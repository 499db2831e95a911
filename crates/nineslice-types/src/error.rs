//! Error types for the nine-slice filter.

use std::io;

/// Errors produced by the nine-slice crates.
///
/// None of these cross the host boundary: lifecycle calls translate them
/// into `Option`/`bool` results and log the details.
#[derive(Debug, thiserror::Error)]
pub enum NineSliceError {
    #[error("program load error: {0}")]
    ProgramLoad(String),

    #[error("device error: {0}")]
    Device(String),

    #[error("config error: {0}")]
    Config(String),

    #[error("settings error: {0}")]
    Settings(String),

    #[error("registry error: {0}")]
    Registry(String),

    #[error("I/O error: {0}")]
    Io(#[from] io::Error),

    #[error("TOML parse error: {0}")]
    TomlParse(#[from] toml::de::Error),

    #[error("JSON error: {0}")]
    Json(#[from] serde_json::Error),
}

/// Convenience alias.
pub type Result<T> = std::result::Result<T, NineSliceError>;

————————

▶ Your goal:
Read the listing above, then copy every line that includes the string "types".

▶ Expected answer:
filename crates/nineslice-types/src/error.rs
//! Error types for the nine-slice filter.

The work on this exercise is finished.